And miraculously, while other couples of their generation set new records for American divorce rates, they persevered for decades.

A few years ago our parents (of five offspring and by now eight grandchildren), declared that we would be celebrating their 40th anniversary with them on a trip, somewhere, sometime in 2009, and we should make ourselves available. We're there! we declared.

Plans narrowed to a Mexican Riviera Carnival Cruise out of San Diego during Thanksgiving week. We marked our calendars and watched as the economy shortened our cruise to four days, three nights: round trip to Ensenada and back. But we didn't care; we'd be together, in cabins down the hall from one another, and who knew what capers would transpire.

And that is how it came to be that a Mammom and Bampa and their four kids and their spouses (minus the pair who gave birth to Grandchild #8 just three days before departure), along with six grandchildren plus a mother-in-law and cousin boarded the Carnival Elation for a 40th Anniversary Adventure last week.

Our party of 18 was rarely all together in one place, except the day we conspicuously navigated the streets, shops, fish tacos, and margaritas of Ensenada. In various groupings and combinations we swam, mini-golfed, water-slid, toasted, gambled, spa-ed, buffeted, feasted, napped, exercised, and ate some more. My husband figured out on the second night of dining (rather coincidentally on "Elegant Night" when they serve lobster and prime rib), that no one will stop you--or more importantly, CHARGE YOU--from ordering two entrees. So he did. Steak AND lobster.

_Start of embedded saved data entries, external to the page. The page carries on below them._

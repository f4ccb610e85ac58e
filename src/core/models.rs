use serde::{Deserialize, Serialize};
use std::collections::BTreeMap;
use std::path::{Path, PathBuf};
use std::sync::Arc;

/// Root-relative, `/`-separated module id as it appears in emitted code
pub type ModuleId = String;

#[derive(Debug, Clone, Copy, PartialEq, Eq, Hash, Serialize, Deserialize)]
#[serde(rename_all = "lowercase")]
pub enum Mode {
    Development,
    Production,
}

impl Mode {
    pub fn as_str(&self) -> &'static str {
        match self {
            Mode::Development => "development",
            Mode::Production => "production",
        }
    }

    pub fn is_production(&self) -> bool {
        matches!(self, Mode::Production)
    }

    pub fn parse(value: &str) -> Option<Self> {
        match value {
            "development" | "dev" => Some(Mode::Development),
            "production" | "prod" => Some(Mode::Production),
            _ => None,
        }
    }
}

/// A named root of the graph
#[derive(Debug, Clone, PartialEq, Eq)]
pub struct Entry {
    pub name: String,
    pub imports: Vec<String>,
    pub depend_on: Option<String>,
}

impl Entry {
    pub fn new(name: impl Into<String>, imports: Vec<String>) -> Self {
        Self {
            name: name.into(),
            imports,
            depend_on: None,
        }
    }

    pub fn depending_on(mut self, target: impl Into<String>) -> Self {
        self.depend_on = Some(target.into());
        self
    }
}

#[derive(Debug, Clone, Copy, PartialEq, Eq, Serialize, Deserialize)]
#[serde(rename_all = "camelCase", default)]
pub struct PerformanceBudget {
    pub max_entrypoint_size: usize,
    pub max_asset_size: usize,
}

impl Default for PerformanceBudget {
    fn default() -> Self {
        Self {
            max_entrypoint_size: 512_000,
            max_asset_size: 512_000,
        }
    }
}

#[derive(Debug, Clone, PartialEq, Eq, Serialize, Deserialize)]
#[serde(rename_all = "camelCase", default)]
pub struct SplitChunksConfig {
    /// Name of the chunk holding modules shared by independent entries
    pub name: String,
    pub min_size: usize,
    pub max_size: usize,
}

impl Default for SplitChunksConfig {
    fn default() -> Self {
        Self {
            name: "vendors".to_string(),
            min_size: 250_000,
            max_size: 512_000,
        }
    }
}

/// How a chunk's visible filename is formed in production
#[derive(Debug, Clone, Copy, PartialEq, Eq, Hash, Serialize, Deserialize)]
#[serde(rename_all = "lowercase")]
pub enum NamingTier {
    /// `[name].[contenthash:8].js`
    Named,
    /// `vendors/[name].js`, digest carried as a `?v=` query
    Generic,
}

#[derive(Debug, Clone, PartialEq, Eq, Serialize, Deserialize)]
#[serde(rename_all = "camelCase", default)]
pub struct NamingPolicy {
    pub entry: NamingTier,
    pub vendor_shared: NamingTier,
    pub on_demand: NamingTier,
    /// Per chunk-name tier, checked before the per-kind defaults
    pub overrides: BTreeMap<String, NamingTier>,
}

impl Default for NamingPolicy {
    fn default() -> Self {
        let mut overrides = BTreeMap::new();
        overrides.insert("alarm".to_string(), NamingTier::Named);
        overrides.insert("status".to_string(), NamingTier::Named);
        Self {
            entry: NamingTier::Named,
            vendor_shared: NamingTier::Generic,
            on_demand: NamingTier::Generic,
            overrides,
        }
    }
}

impl NamingPolicy {
    pub fn tier_for(&self, kind: ChunkKind, name: &str) -> NamingTier {
        if let Some(tier) = self.overrides.get(name) {
            return *tier;
        }
        match kind {
            ChunkKind::Entry => self.entry,
            ChunkKind::VendorShared => self.vendor_shared,
            ChunkKind::OnDemand => self.on_demand,
            ChunkKind::Style => NamingTier::Named,
        }
    }
}

#[derive(Debug, Clone, PartialEq, Eq, Serialize, Deserialize)]
#[serde(rename_all = "camelCase", default)]
pub struct DevServerConfig {
    pub port: u16,
    #[serde(rename = "static")]
    pub static_dir: PathBuf,
    pub compress: bool,
}

impl Default for DevServerConfig {
    fn default() -> Self {
        Self {
            port: 3090,
            static_dir: PathBuf::from("public"),
            compress: true,
        }
    }
}

#[derive(Debug, Clone)]
pub struct BuildConfig {
    pub root: PathBuf,
    pub outdir: PathBuf,
    pub mode: Mode,
    pub entries: Vec<Entry>,
    pub template: Option<PathBuf>,
    pub public_path: String,
    pub alias: BTreeMap<String, String>,
    pub extensions: Vec<String>,
    pub target: String,
    pub performance: PerformanceBudget,
    pub split_chunks: SplitChunksConfig,
    pub naming: NamingPolicy,
    pub dev_server: DevServerConfig,
    /// Banner text; `{date}` expands to the build timestamp
    pub banner: String,
    pub minify: bool,
    pub minify_exclude: Vec<String>,
    /// Unix seconds; pins the banner date for reproducible output
    pub build_timestamp: Option<i64>,
}

pub fn default_extensions() -> Vec<String> {
    [".js", ".jsx", ".ts", ".tsx", ".json"]
        .iter()
        .map(|s| s.to_string())
        .collect()
}

impl Default for BuildConfig {
    fn default() -> Self {
        Self {
            root: PathBuf::from("."),
            outdir: PathBuf::from("dist"),
            mode: Mode::Production,
            entries: Vec::new(),
            template: None,
            public_path: "/".to_string(),
            alias: BTreeMap::new(),
            extensions: default_extensions(),
            target: "es2020".to_string(),
            performance: PerformanceBudget::default(),
            split_chunks: SplitChunksConfig::default(),
            naming: NamingPolicy::default(),
            dev_server: DevServerConfig::default(),
            banner: "Build Date :: {date}".to_string(),
            minify: true,
            minify_exclude: vec!["config/".to_string()],
            build_timestamp: None,
        }
    }
}

impl BuildConfig {
    pub fn entry(&self, name: &str) -> Option<&Entry> {
        self.entries.iter().find(|e| e.name == name)
    }

    /// Entries some other entry names as its `dependOn`
    pub fn depend_on_targets(&self) -> Vec<&str> {
        let mut targets: Vec<&str> = self
            .entries
            .iter()
            .filter_map(|e| e.depend_on.as_deref())
            .collect();
        targets.sort_unstable();
        targets.dedup();
        targets
    }

    pub fn is_depend_on_target(&self, name: &str) -> bool {
        self.entries
            .iter()
            .any(|e| e.depend_on.as_deref() == Some(name))
    }
}

#[derive(Debug, Clone, Copy, PartialEq, Eq, Hash, Serialize, Deserialize)]
#[serde(rename_all = "lowercase")]
pub enum AssetKind {
    Script,
    Style,
    Binary,
}

#[derive(Debug, Clone, Copy, PartialEq, Eq, Hash, Serialize, Deserialize)]
pub enum ModuleType {
    JavaScript,
    TypeScript,
    Json,
    Css,
    Scss,
    Image,
    Font,
    Unknown,
}

impl ModuleType {
    pub fn from_extension(ext: &str) -> Self {
        match ext.to_lowercase().as_str() {
            "js" | "jsx" | "mjs" | "cjs" => ModuleType::JavaScript,
            "ts" | "tsx" | "mts" | "cts" => ModuleType::TypeScript,
            "json" => ModuleType::Json,
            "css" => ModuleType::Css,
            "scss" | "sass" => ModuleType::Scss,
            "svg" | "png" | "jpg" | "jpeg" | "gif" | "ico" | "webp" | "avif" => ModuleType::Image,
            "woff" | "woff2" | "eot" | "ttf" | "otf" => ModuleType::Font,
            _ => ModuleType::Unknown,
        }
    }

    pub fn from_path(path: &Path) -> Self {
        Self::from_extension(path.extension().and_then(|e| e.to_str()).unwrap_or(""))
    }

    pub fn asset_kind(&self) -> Option<AssetKind> {
        match self {
            ModuleType::JavaScript | ModuleType::TypeScript | ModuleType::Json => {
                Some(AssetKind::Script)
            }
            ModuleType::Css | ModuleType::Scss => Some(AssetKind::Style),
            ModuleType::Image | ModuleType::Font => Some(AssetKind::Binary),
            ModuleType::Unknown => None,
        }
    }
}

#[derive(Debug, Clone, Copy, PartialEq, Eq, Hash, Serialize, Deserialize)]
#[serde(rename_all = "lowercase")]
pub enum ImportKind {
    /// `import`, `export ... from`, `require()` and CSS `@import`
    Static,
    /// `import()`: seeds an on-demand chunk
    Dynamic,
}

#[derive(Debug, Clone, PartialEq, Eq)]
pub struct ImportRecord {
    pub specifier: String,
    pub kind: ImportKind,
    /// Requested on-demand chunk name, from a `chunkName` comment
    pub chunk_name: Option<String>,
}

impl ImportRecord {
    pub fn new(specifier: impl Into<String>, kind: ImportKind) -> Self {
        Self {
            specifier: specifier.into(),
            kind,
            chunk_name: None,
        }
    }
}

/// Transformed form of a module
#[derive(Debug, Clone)]
pub enum ModuleOutput {
    Script(String),
    Style(String),
    Binary { filename: String, bytes: Arc<Vec<u8>> },
}

impl ModuleOutput {
    pub fn size(&self) -> usize {
        match self {
            ModuleOutput::Script(code) | ModuleOutput::Style(code) => code.len(),
            ModuleOutput::Binary { bytes, .. } => bytes.len(),
        }
    }

    pub fn text(&self) -> Option<&str> {
        match self {
            ModuleOutput::Script(code) | ModuleOutput::Style(code) => Some(code),
            ModuleOutput::Binary { .. } => None,
        }
    }
}

/// Result of the transform stage for a single file
#[derive(Debug, Clone)]
pub struct TransformedModule {
    pub output: ModuleOutput,
    pub imports: Vec<ImportRecord>,
}

#[derive(Debug, Clone)]
pub struct ModuleInfo {
    pub id: ModuleId,
    pub path: PathBuf,
    pub source: Arc<str>,
    pub module_type: ModuleType,
    pub imports: Vec<ImportRecord>,
    pub output: ModuleOutput,
    /// specifier → resolved module id
    pub resolved: BTreeMap<String, ModuleId>,
    /// Emitted size, filled after rendering
    pub rendered_size: usize,
}

impl ModuleInfo {
    pub fn asset_kind(&self) -> AssetKind {
        match self.output {
            ModuleOutput::Script(_) => AssetKind::Script,
            ModuleOutput::Style(_) => AssetKind::Style,
            ModuleOutput::Binary { .. } => AssetKind::Binary,
        }
    }

    /// Size used for chunk budgeting: rendered code when known, else transformed size
    pub fn size(&self) -> usize {
        if self.rendered_size > 0 {
            self.rendered_size
        } else {
            self.output.size()
        }
    }
}

#[derive(Debug, Clone, Copy, PartialEq, Eq, Hash, PartialOrd, Ord, Serialize, Deserialize)]
#[serde(rename_all = "kebab-case")]
pub enum ChunkKind {
    Entry,
    VendorShared,
    OnDemand,
    Style,
}

impl ChunkKind {
    pub fn as_str(&self) -> &'static str {
        match self {
            ChunkKind::Entry => "entry",
            ChunkKind::VendorShared => "vendor-shared",
            ChunkKind::OnDemand => "on-demand",
            ChunkKind::Style => "style",
        }
    }
}

#[derive(Debug, Clone, PartialEq, Eq)]
pub struct Chunk {
    pub name: String,
    pub kind: ChunkKind,
    /// Members in declared order
    pub modules: Vec<ModuleId>,
    pub size: usize,
    /// Name of the chunk this part was split from (its own name when unsplit)
    pub group: String,
    pub tier: NamingTier,
    /// Modules this chunk runs on load; only the last part of an entry chunk has them
    pub startup: Vec<ModuleId>,
    pub hash: Option<String>,
}

impl Chunk {
    pub fn new(name: impl Into<String>, kind: ChunkKind, tier: NamingTier) -> Self {
        let name = name.into();
        Self {
            group: name.clone(),
            name,
            kind,
            modules: Vec::new(),
            size: 0,
            tier,
            startup: Vec::new(),
            hash: None,
        }
    }

    pub fn is_empty(&self) -> bool {
        self.modules.is_empty()
    }

    pub fn carries_runtime(&self) -> bool {
        !self.startup.is_empty()
    }
}

#[derive(Debug, Clone, Copy, PartialEq, Eq, Hash, Serialize, Deserialize)]
#[serde(rename_all = "lowercase")]
pub enum ArtifactKind {
    Script,
    Style,
    Asset,
}

/// A named file ready to be written
#[derive(Debug, Clone, PartialEq, Eq)]
pub struct Artifact {
    pub filename: String,
    pub chunk: Option<String>,
    pub kind: ArtifactKind,
    pub tier: NamingTier,
    pub content: Vec<u8>,
    /// Digest over the named (pre-minification) content
    pub digest: String,
    pub modules: Vec<ModuleId>,
}

impl Artifact {
    pub fn size(&self) -> usize {
        self.content.len()
    }

    /// URL the page and runtime use to load this artifact
    pub fn reference(&self, public_path: &str, mode: Mode) -> String {
        let mut url = format!("{}{}", public_path, self.filename);
        if mode.is_production() && self.tier == NamingTier::Generic && self.kind != ArtifactKind::Asset {
            url.push_str("?v=");
            url.push_str(&self.digest);
        }
        url
    }
}

#[derive(Debug, Clone, Default, PartialEq, Eq, Serialize, Deserialize)]
pub struct EntrypointFiles {
    pub scripts: Vec<String>,
    pub styles: Vec<String>,
}

/// Name → filename mapping consumed by the page template
#[derive(Debug, Clone, Default, PartialEq, Eq, Serialize, Deserialize)]
pub struct OutputManifest {
    pub chunks: BTreeMap<String, String>,
    pub entrypoints: BTreeMap<String, EntrypointFiles>,
    pub assets: BTreeMap<ModuleId, String>,
}

#[derive(Debug, Clone, PartialEq, Eq)]
pub enum BuildWarning {
    SizeConstraint {
        chunk: String,
        module: ModuleId,
        size: usize,
        max_size: usize,
    },
    AssetSize {
        artifact: String,
        size: usize,
        limit: usize,
    },
    EntrypointSize {
        entry: String,
        size: usize,
        limit: usize,
    },
    StaleModule {
        path: PathBuf,
        message: String,
    },
}

impl std::fmt::Display for BuildWarning {
    fn fmt(&self, f: &mut std::fmt::Formatter<'_>) -> std::fmt::Result {
        match self {
            BuildWarning::SizeConstraint {
                chunk,
                module,
                size,
                max_size,
            } => write!(
                f,
                "chunk '{}' keeps module {} alone at {} bytes, above maxSize {}",
                chunk, module, size, max_size
            ),
            BuildWarning::AssetSize {
                artifact,
                size,
                limit,
            } => write!(
                f,
                "asset {} is {} bytes, above the {} byte asset budget",
                artifact, size, limit
            ),
            BuildWarning::EntrypointSize { entry, size, limit } => write!(
                f,
                "entrypoint '{}' loads {} bytes, above the {} byte entrypoint budget",
                entry, size, limit
            ),
            BuildWarning::StaleModule { path, message } => write!(
                f,
                "serving stale output for {}: {}",
                path.display(),
                message
            ),
        }
    }
}

#[derive(Debug, Default)]
pub struct BuildResult {
    pub generation: u64,
    pub artifacts: Vec<Artifact>,
    pub manifest: OutputManifest,
    pub page: Option<String>,
    pub warnings: Vec<BuildWarning>,
    /// Filenames written by this generation
    pub written: Vec<String>,
    pub report_path: Option<PathBuf>,
    pub module_count: usize,
    pub build_time: std::time::Duration,
}

impl BuildResult {
    pub fn artifact(&self, filename: &str) -> Option<&Artifact> {
        self.artifacts.iter().find(|a| a.filename == filename)
    }

    pub fn chunk_artifact(&self, chunk: &str) -> Option<&Artifact> {
        self.artifacts
            .iter()
            .find(|a| a.chunk.as_deref() == Some(chunk) && a.kind == ArtifactKind::Script)
    }
}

And then several of my family members followed suit.

My generous parents provided the opportunity for us all to come together and celebrate, in effect, our very existence (and closeness to one another), thanks to them. In foresight, in the moment, and in hindsight, it was an exquisitely unique and special time.

Some other cruise highlights:

Delayed Departure: Our family's strategy was to board the ship as early as allowable, even if it was going nowhere. Our excitement began in various lines at 12:30 PM on Monday, but it wasn't long before we were enjoying reggae music and Mexican Mamas ("$7.50 for the first one and ALMOST one dollar off for a refill!") poolside. I believe the ship was meant to pull out around sunset. But alas, some of our fellow passengers were running late, and "because Ensenada is an easily reachable destination," Carnival announced that we would be extending our truants the courtesy of delaying departure.

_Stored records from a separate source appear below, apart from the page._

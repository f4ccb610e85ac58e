// Infrastructure layer
pub mod dev_server;
pub mod file_system;
pub mod hmr;
pub mod hmr_client;
pub mod processors;
pub mod resolver;
pub mod runtime;

pub use dev_server::*;
pub use file_system::*;
pub use hmr::*;
pub use hmr_client::*;
pub use processors::*;
pub use resolver::*;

Our entourage, along with most other passengers, was gathered on the top deck, anticipating the casting off of lines. My husband and brother-in-law discussed the possibility of mooning our comrades when they finally made it aboard. But we eventually decamped for dinner preparations, and the boat started moving, and then my sister-in-law got seasick.

Club Carnival: I just assumed any childcare on board was costly and questionable. Instead, it was FREE and AWESOME. So awesome, in fact, that 1) Daughter #1 was angry with us when we picked her up "early" at 9:45 one evening, and 2) after their first time, both girls begged to go back. We spent our days with the girls but took them to "Kids' Camp" each night so we could dine with the adults. As a gift to Daughter #1, we left here there until 11:30 on the last night. That's how much we love her.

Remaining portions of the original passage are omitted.